Arab Organisation for Human Rights in the UK (AOHR UK) states that the death of the Egyptian economics expert, Ayman Muhammad Ali Hadhoud, in his prison cell after two months of forced disappearance, is a tragedy — one that shows the threat that tens of thousands of Egyptian detainees.
On Sunday 10 April, Hadhoud’s family announced his death in unexplained circumstances, whilst he was detained by the Egyptian security services.
Hadhoud was arrested on the evening of 3 February, after having dinner with his brother in Cairo’s Zamalek neighborhood. However, the authorities denied his detention for several days.
After acknowledging his imprisonment, the authorities denied his family visits and even communicating with him. Neither the reason for, nor the location of, his detention were given.

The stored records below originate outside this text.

//! Transport state and position arithmetic.
//!
//! The clock never reads the wall time itself; every transition and query
//! takes the instant to use, so the whole state machine can be driven in
//! tests with chosen instants.

use std::time::Instant;

use crate::error::EngineError;

/// Play and seek targets within this many seconds of zero start the
/// original stream from the top instead of deriving a substream.
pub const SEEK_EPSILON: f64 = 1e-3;

#[derive(Debug, Clone, Copy, PartialEq, Eq)]
pub enum TransportState {
    Stopped,
    Playing,
    Paused,
}

/// Position bookkeeping for one transport.
///
/// While playing, the position is the stream time at the last anchor plus
/// the wall time elapsed since; pausing folds the elapsed time into a held
/// position and drops the anchor. Every transition bumps a generation
/// counter so work prepared for an old position can be recognized as stale.
#[derive(Debug, Clone)]
pub struct PlaybackClock {
    state: TransportState,
    /// Position while not running: frozen by pause, the pending target
    /// while a seek is prepared, zero when stopped.
    held_seconds: f64,
    /// Stream time at the moment the wall anchor was taken.
    anchor_seconds: f64,
    wall_anchor: Option<Instant>,
    generation: u64,
}

impl Default for PlaybackClock {
    fn default() -> Self {
        Self::new()
    }
}

impl PlaybackClock {
    pub fn new() -> Self {
        Self {
            state: TransportState::Stopped,
            held_seconds: 0.0,
            anchor_seconds: 0.0,
            wall_anchor: None,
            generation: 0,
        }
    }

    pub fn state(&self) -> TransportState {
        self.state
    }

    pub fn generation(&self) -> u64 {
        self.generation
    }

    /// Stream position at `now`. Pure: reading never changes the clock.
    pub fn position_at(&self, now: Instant) -> f64 {
        match (self.state, self.wall_anchor) {
            (TransportState::Playing, Some(anchor)) => {
                self.anchor_seconds + now.duration_since(anchor).as_secs_f64()
            }
            _ => self.held_seconds,
        }
    }

    /// Starts running at `target_seconds`. Valid while stopped or paused;
    /// a running transport seeks instead.
    pub fn play_at(&mut self, target_seconds: f64, now: Instant) -> Result<(), EngineError> {
        check_seconds(target_seconds)?;
        if self.state == TransportState::Playing {
            return Err(EngineError::InvalidState {
                op: "play",
                state: self.state,
            });
        }
        self.anchor_seconds = target_seconds;
        self.held_seconds = target_seconds;
        self.wall_anchor = Some(now);
        self.state = TransportState::Playing;
        self.generation += 1;
        Ok(())
    }

    /// Freezes the running position and returns it.
    pub fn pause_at(&mut self, now: Instant) -> Result<f64, EngineError> {
        if self.state != TransportState::Playing {
            return Err(EngineError::InvalidState {
                op: "pause",
                state: self.state,
            });
        }
        self.held_seconds = self.position_at(now);
        self.wall_anchor = None;
        self.state = TransportState::Paused;
        self.generation += 1;
        Ok(self.held_seconds)
    }

    /// Parks the transport paused at `target_seconds`, whatever the state
    /// was. Used while playback at the target is prepared off-thread, so
    /// position reads show the target before the stream starts.
    pub fn hold_at(&mut self, target_seconds: f64) -> Result<(), EngineError> {
        check_seconds(target_seconds)?;
        self.held_seconds = target_seconds;
        self.wall_anchor = None;
        self.state = TransportState::Paused;
        self.generation += 1;
        Ok(())
    }

    /// Moves the position to `target_seconds` without changing state. A
    /// running transport keeps running from the new position; a paused or
    /// stopped one holds it for the next play.
    pub fn seek_at(&mut self, target_seconds: f64, now: Instant) -> Result<(), EngineError> {
        check_seconds(target_seconds)?;
        self.held_seconds = target_seconds;
        if self.state == TransportState::Playing {
            self.anchor_seconds = target_seconds;
            self.wall_anchor = Some(now);
        }
        self.generation += 1;
        Ok(())
    }

    /// Back to stopped at position zero, from any state.
    pub fn stop(&mut self) {
        self.state = TransportState::Stopped;
        self.held_seconds = 0.0;
        self.anchor_seconds = 0.0;
        self.wall_anchor = None;
        self.generation += 1;
    }

    pub(crate) fn snapshot(&self) -> PositionSnapshot {
        PositionSnapshot {
            running: self.state == TransportState::Playing,
            anchor_seconds: self.anchor_seconds,
            wall_anchor: self.wall_anchor,
            held_seconds: self.held_seconds,
        }
    }
}

pub(crate) fn check_seconds(seconds: f64) -> Result<(), EngineError> {
    if !seconds.is_finite() || seconds < 0.0 {
        return Err(EngineError::InvalidArgument {
            what: "seconds must be finite and non-negative",
        });
    }
    Ok(())
}

/// Copyable view of the clock, published for lock-free position reads.
#[derive(Debug, Clone, Copy)]
pub(crate) struct PositionSnapshot {
    pub(crate) running: bool,
    pub(crate) anchor_seconds: f64,
    pub(crate) wall_anchor: Option<Instant>,
    pub(crate) held_seconds: f64,
}

impl PositionSnapshot {
    pub(crate) fn idle() -> Self {
        PlaybackClock::new().snapshot()
    }

    pub(crate) fn position(&self) -> f64 {
        match (self.running, self.wall_anchor) {
            (true, Some(anchor)) => self.anchor_seconds + anchor.elapsed().as_secs_f64(),
            _ => self.held_seconds,
        }
    }
}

According to Hadhoud’s family, private sources confirmed to them that he was detained in Cairo’s Amiriya police station. He was also held for a period in the National Security headquarters in the capital, and there was subjected to severe physical and psychological torture, after which he was transferred to the Abbasid Mental Hospital, also in Cairo.
Initially, the hospital denied his presence, though admitted to it a few days after, saying that he was being held under the orders of the Ministry of Interior for 45 days, and that they, the family, would not be allowed to visit him without permission from the Public Prosecutor. This permission was denied, said the prosecutor, since Hadhoud was not within their office’s jurisdiction.
Ayman Hadhoud is a prominent economist, a graduate of the American University in Cairo, a former member of the Reform and Development Party, and a member of the National Council for Human Rights.
With the death of Hadhoud, the number of deaths in Egyptian prisons since the current regime took power reached 922 people, whether as a result of medical negligence, torture, or the mismanagement of detention centers.
AOHR UK underlines that this is quite contrary to the official claims that prisoners enjoy the full suite of human and civil rights.
AOHR UK believes that the international community bears much of the responsibility for the wellbeing of Egyptian detainees, in light of the absence of serious criticism of the regime’s violations, which amounts to immunity for its crimes.